だから、突然の「妹」の訪問に翔太の眠気は吹っ飛んでしまった。
「ど、どうしたの綾名さん、こんな朝から」
「綾名さん、ではありません。綾名、です。約束でしょ!」
空は青く、春の風に少女のプリーツスカートがひらり。
「約束?」
「そうです。6年前のあの時に!」
少女に優しく睨まれると、翔太は慌てて彼女を呼び捨てる。
「ああ綾名! そうだったね、約束したね、綾名」
「そうですよ、お兄さまっ!」
拗ねたり睨んだり花開いたり、万華鏡みたいに表情豊かな女の子。昔と変わらないくりっと印象的なその瞳に翔太は6年前の「約束」を想い出した。
6年前。
あれは新学期、桜が咲き誇っていた頃だった。
半ズボンを穿いた翔太はまだ小学6年生。
学校帰りの商店街にお腹の声が「ぐううううっ」と響く。
いい匂い。
お肉屋さんの牛肉コロッケ、1個たったの50円。
パチパチ油が跳ねる揚げたてコロッケは翔太の胃も心もくすぐるけれど、彼のポケットには10円玉すら入ってない。
「美味しいんだろうなあ……」
お肉屋さんから少し離れて、じっと佇む黒いランドセル。
勿論、翔太の家がいくら貧しいと言ってもコロッケくらい食べたことがある。それどころか青柳家の晩ご飯にはお母さんの手作りコロッケがよく出てきた。今日もコロッケ、明日もコロッケ、3日続けてコロッケだったこともある。けれども学校帰りに待ち伏せるこのお肉屋さんコロッケはそれとは別物に思えた。決してお母さんのコロッケが不味いというわけではない。それは母の愛情と栄養満点、おからのコロッケも野菜たっぷりのコロッケも王道ポテトのコロッケもどれもとても美味しかった。しかし、買い食いの魔力とでも言うのだろうか、このお店のコロッケはそれとは違ってとびきり魅惑的に見えるのだ。
油の中から1個、また1個と浮かび上がるコロッケ。
「中学生になったら買ってみようかな……」
と、ぼんやり眺める視界を遮ったのは真っ赤なスカートの女の子。
「おじさん、コロッケちょうだいな!」
睫の長いキラキラしたその女の子はお金を手渡し愛くるしく微笑んで。
「おじさんはいつも格好いいね~っ! だから美味しいコロッケもう1個おまけしてくださいな?」
おばさんが言うと図々しい言葉も、彼女が言うと天使のささやきに聞こえるから不思議だ。

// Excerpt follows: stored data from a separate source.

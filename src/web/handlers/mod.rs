//! API handlers for the whisperbox service.

pub mod account;
pub mod auth;
pub mod messages;

pub use account::*;
pub use auth::*;
pub use messages::*;

use jsonwebtoken::{encode, EncodingKey, Header};
use std::sync::Arc;

use crate::db::{Database, User};
use crate::email::VerificationMailer;
use crate::web::error::ApiError;
use crate::web::middleware::JwtClaims;

/// Application state shared across handlers.
#[derive(Clone)]
pub struct AppState {
    /// Database handle. The underlying pool is already thread-safe.
    pub db: Database,
    /// JWT encoding key.
    pub encoding_key: EncodingKey,
    /// Access token expiry in seconds.
    pub access_token_expiry: u64,
    /// Verification code lifetime in minutes.
    pub code_expiry_mins: i64,
    /// Verification code delivery.
    pub mailer: Arc<dyn VerificationMailer>,
}

impl AppState {
    /// Create a new application state.
    pub fn new(
        db: Database,
        jwt_secret: &str,
        access_token_expiry: u64,
        code_expiry_mins: i64,
        mailer: Arc<dyn VerificationMailer>,
    ) -> Self {
        Self {
            db,
            encoding_key: EncodingKey::from_secret(jwt_secret.as_bytes()),
            access_token_expiry,
            code_expiry_mins,
            mailer,
        }
    }

    /// Generate an access token for a user.
    pub fn generate_access_token(&self, user: &User) -> Result<String, ApiError> {
        let now = chrono::Utc::now().timestamp() as u64;
        let claims = JwtClaims {
            sub: user.id,
            username: user.username.clone(),
            is_verified: user.is_verified,
            is_accepting_messages: user.is_accepting_messages,
            iat: now,
            exp: now + self.access_token_expiry,
            jti: uuid::Uuid::new_v4().to_string(),
        };

        encode(&Header::default(), &claims, &self.encoding_key).map_err(|e| {
            tracing::error!("Failed to encode JWT: {}", e);
            ApiError::internal("Failed to generate token")
        })
    }
}
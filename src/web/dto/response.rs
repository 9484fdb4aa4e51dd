//! Response DTOs for the whisperbox API.
//!
//! Every endpoint answers with the same envelope: `success`, a
//! human-readable `message`, and an optional `data` payload. Field names
//! are camelCase on the wire.

use serde::Serialize;

use crate::db::User;
use crate::mailbox::Message;

/// Uniform response envelope.
#[derive(Debug, Serialize)]
pub struct ApiResponse<T> {
    /// Whether the request succeeded.
    pub success: bool,
    /// Human-readable outcome message.
    pub message: String,
    /// Optional payload, omitted from the JSON when absent.
    #[serde(skip_serializing_if = "Option::is_none")]
    pub data: Option<T>,
}

impl<T> ApiResponse<T> {
    /// Successful envelope without a payload.
    pub fn success(message: impl Into<String>) -> Self {
        Self {
            success: true,
            message: message.into(),
            data: None,
        }
    }

    /// Successful envelope with a payload.
    pub fn with_data(message: impl Into<String>, data: T) -> Self {
        Self {
            success: true,
            message: message.into(),
            data: Some(data),
        }
    }

    /// Failed envelope.
    ///
    /// Also used with a 200 status where failure is an expected answer,
    /// such as a taken username on the availability check.
    pub fn failure(message: impl Into<String>) -> Self {
        Self {
            success: false,
            message: message.into(),
            data: None,
        }
    }
}

/// Public view of a user account.
///
/// Never exposes the password hash or the pending verification code.
#[derive(Debug, Serialize)]
#[serde(rename_all = "camelCase")]
pub struct UserInfo {
    pub id: i64,
    pub username: String,
    pub email: String,
    pub is_verified: bool,
    pub is_accepting_messages: bool,
}

impl From<&User> for UserInfo {
    fn from(user: &User) -> Self {
        Self {
            id: user.id,
            username: user.username.clone(),
            email: user.email.clone(),
            is_verified: user.is_verified,
            is_accepting_messages: user.is_accepting_messages,
        }
    }
}

/// Payload for a successful sign-in.
#[derive(Debug, Serialize)]
#[serde(rename_all = "camelCase")]
pub struct SignInData {
    /// Bearer token for the Authorization header.
    pub access_token: String,
    /// Token lifetime in seconds.
    pub expires_in: u64,
    /// The signed-in user.
    pub user: UserInfo,
}

/// Payload for the accept-messages endpoints.
#[derive(Debug, Serialize)]
#[serde(rename_all = "camelCase")]
pub struct AcceptMessagesData {
    pub is_accepting_messages: bool,
}

/// One received message, as shown to its owner.
#[derive(Debug, Serialize)]
#[serde(rename_all = "camelCase")]
pub struct MessageItem {
    pub id: i64,
    pub content: String,
    pub created_at: String,
}

impl From<&Message> for MessageItem {
    fn from(message: &Message) -> Self {
        Self {
            id: message.id,
            content: message.content.clone(),
            created_at: message.created_at.clone(),
        }
    }
}
//! Middleware for the whisperbox API.

pub mod auth;
pub mod cors;

pub use auth::{jwt_auth, AuthUser, JwtClaims, JwtState};
pub use cors::create_cors_layer;
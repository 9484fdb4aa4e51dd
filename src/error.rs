//! Error types for whisperbox.

use thiserror::Error;

/// Common error type for whisperbox.
#[derive(Error, Debug)]
pub enum WhisperError {
    /// Database error.
    ///
    /// This is a generic database error that wraps errors from any database backend.
    /// Database errors from sqlx are automatically converted.
    #[error("database error: {0}")]
    Database(String),

    /// Database connection error.
    #[error("database connection error: {0}")]
    DatabaseConnection(String),

    /// I/O error.
    #[error("I/O error: {0}")]
    Io(#[from] std::io::Error),

    /// Authentication error.
    #[error("authentication error: {0}")]
    Auth(String),

    /// Action refused for the target (e.g. mailbox not accepting messages).
    #[error("forbidden: {0}")]
    Forbidden(String),

    /// Validation error for user input.
    #[error("validation error: {0}")]
    Validation(String),

    /// Resource not found.
    #[error("{0} not found")]
    NotFound(String),

    /// Uniqueness violation (username or email already registered).
    #[error("conflict: {0}")]
    Conflict(String),

    /// Verification code past its expiry.
    #[error("verification code expired")]
    CodeExpired,

    /// Email delivery error.
    #[error("email error: {0}")]
    Email(String),

    /// Configuration error.
    #[error("configuration error: {0}")]
    Config(String),

    /// Internal error that should never surface details to clients.
    #[error("internal error: {0}")]
    Internal(String),
}

// Conversion from sqlx errors
impl From<sqlx::Error> for WhisperError {
    fn from(e: sqlx::Error) -> Self {
        WhisperError::Database(e.to_string())
    }
}

/// Result type alias for whisperbox operations.
pub type Result<T> = std::result::Result<T, WhisperError>;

「あははは。綾名ちゃんには叶わないや。はい。でもこれは綾名ちゃんにだけ特別。他の人には内緒だよ」
「うんっ、ありがとうっ!」
綾名と呼ばれた女の子はお肉さんにぺこりとすると翔太の方へ駆けてきた。そうしてコロッケがふたつ入った紙袋を差し出すと。
「ねえ食べたいんでしょ?」
それは公園でよく見かけるとびきり可愛い女の子。
「あ、でも僕お金ないし」
「じゃあさ!」
彼女は大きく勝ち気な瞳に光を宿して零れるように微笑んで。
「このコロッケぜんぶあげる。だからね、今日からわたしのお兄ちゃんになりなさいっ!」
「はっ?」
「わたしが妹になってあげる!」
「えっ?」
「わたしは春日綾名。これからは名前で綾名って呼んでね、お兄ちゃんっ!」
想い出すたび頬が緩んでしまう、嬉し恥ずかし6年前の約束。